Creating redundancy in a system can remove single points of failure and provide backups if needed in a crisis.
Another important part: to create a shared-nothing architecture, where each node can operate independently of one another
Types/Schemas
- Single leader
- Multi-leader
- Leaderless
a) Sync - slower, bc it blocks all replicas until data is updated, but ensures consistency. b) Async
If you want/need a new replica
- Add new node
- Find snapshot of the data
- Copy on the fresh replica
- Give updates
Node outages
Follower failure: Catch-up recovery
On its local disk, each follower keeps a log of the data changes it has received from the leader.

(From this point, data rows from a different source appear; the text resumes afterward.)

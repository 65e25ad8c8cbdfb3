//! Pensum - Course Material Q&A
//!
//! A local-first CLI tool for asking questions about course materials.
//!
//! The name "Pensum" comes from the Norwegian word for "required reading."
//!
//! # Overview
//!
//! Pensum allows you to:
//! - Ingest pre-chunked course documents into a searchable vector catalog
//! - Ask questions answered by an LLM that decides, per query, whether and
//!   how to invoke retrieval tools
//! - Get answers with citation sources (course, lesson, link)
//! - Keep short per-session conversation history across questions
//!
//! # Architecture
//!
//! The library is organized into several modules:
//!
//! - `config` - Configuration management
//! - `course` - Course data model and ingestion document format
//! - `ingest` - Course document ingestion
//! - `embedding` - Embedding generation
//! - `vector_store` - Vector database abstraction (courses + chunks)
//! - `retrieval` - Name resolution and filtered content search
//! - `chat_model` - Chat completion abstraction
//! - `agent` - Tool registry and the bounded multi-round tool loop
//! - `session` - Per-session conversation history
//! - `orchestrator` - Pipeline coordination
//!
//! # Example
//!
//! ```rust,no_run
//! use pensum::config::Settings;
//! use pensum::orchestrator::Orchestrator;
//!
//! #[tokio::main]
//! async fn main() -> anyhow::Result<()> {
//!     let settings = Settings::load()?;
//!     let orchestrator = Orchestrator::new(settings)?;
//!
//!     let outcome = orchestrator
//!         .query("What does lesson 2 of the MCP course cover?", None)
//!         .await?;
//!     println!("{}", outcome.answer);
//!
//!     Ok(())
//! }
//! ```

pub mod agent;
pub mod chat_model;
pub mod cli;
pub mod config;
pub mod course;
pub mod embedding;
pub mod error;
pub mod ingest;
pub mod openai;
pub mod orchestrator;
pub mod retrieval;
pub mod session;
pub mod vector_store;

#[cfg(test)]
pub(crate) mod testing;

pub use error::{PensumError, Result};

If a follower crashes and is restarted, or if the network between the leader and the follower is temporarily interrupted, the follower can recover quite easily: from its log.
Leader failure: Failover
One of the followers needs to be promoted to be the new leader, clients need to be reconfigured to send their writes to the new leader, and the other followers need to start consuming data changes from the new leader
Can happen
- manually (an administrator is notified that the leader has failed and takes the necessary steps to make a new leader)
- automatically
Replication lag - consistency models
Read-after-write consistency
Users should always see data that they submitted themselves.
Monotonic reads
After users have seen the data at one point in time, they shouldn’t later see the data from some earlier point in time.
Consistent prefix reads
Users should see the data in a state that makes causal sense: for example, seeing a question and its reply in the correct order.